# WORK ORDER
Below are the records; count how many of their lines carry "DateTime" and give only the number.

[SUPPLIED DATA Boundary: Start]

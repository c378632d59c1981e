use std::fs::Metadata;

use chrono::{DateTime, Utc};
use serde::{Deserialize, Serialize};

use crate::digest::ContentDigest;

/// Size, modification time, and optional content digest of one side of a
/// comparison.
#[derive(Clone, Debug, PartialEq, Eq, Serialize, Deserialize)]
pub struct FileMeta {
    /// File size in bytes.
    pub size: u64,
    /// Last modification time, when the platform reports one.
    pub modified: Option<DateTime<Utc>>,
    /// Content digest; populated only for hash-compared files.
    #[serde(default, skip_serializing_if = "Option::is_none")]
    pub hash: Option<ContentDigest>,
}

impl FileMeta {
    /// Create metadata with an explicit size and no timestamp or digest.
    pub fn new(size: u64) -> Self {
        Self {
            size,
            modified: None,
            hash: None,
        }
    }

    /// Capture size and mtime from filesystem metadata.
    pub fn from_metadata(meta: &Metadata) -> Self {
        Self {
            size: meta.len(),
            modified: meta.modified().ok().map(DateTime::<Utc>::from),
            hash: None,
        }
    }

    /// Attach a content digest.
    pub fn with_hash(mut self, hash: ContentDigest) -> Self {
        self.hash = Some(hash);
        self
    }
}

[SUPPLIED DATA Boundary: End]

# RESPONSE
3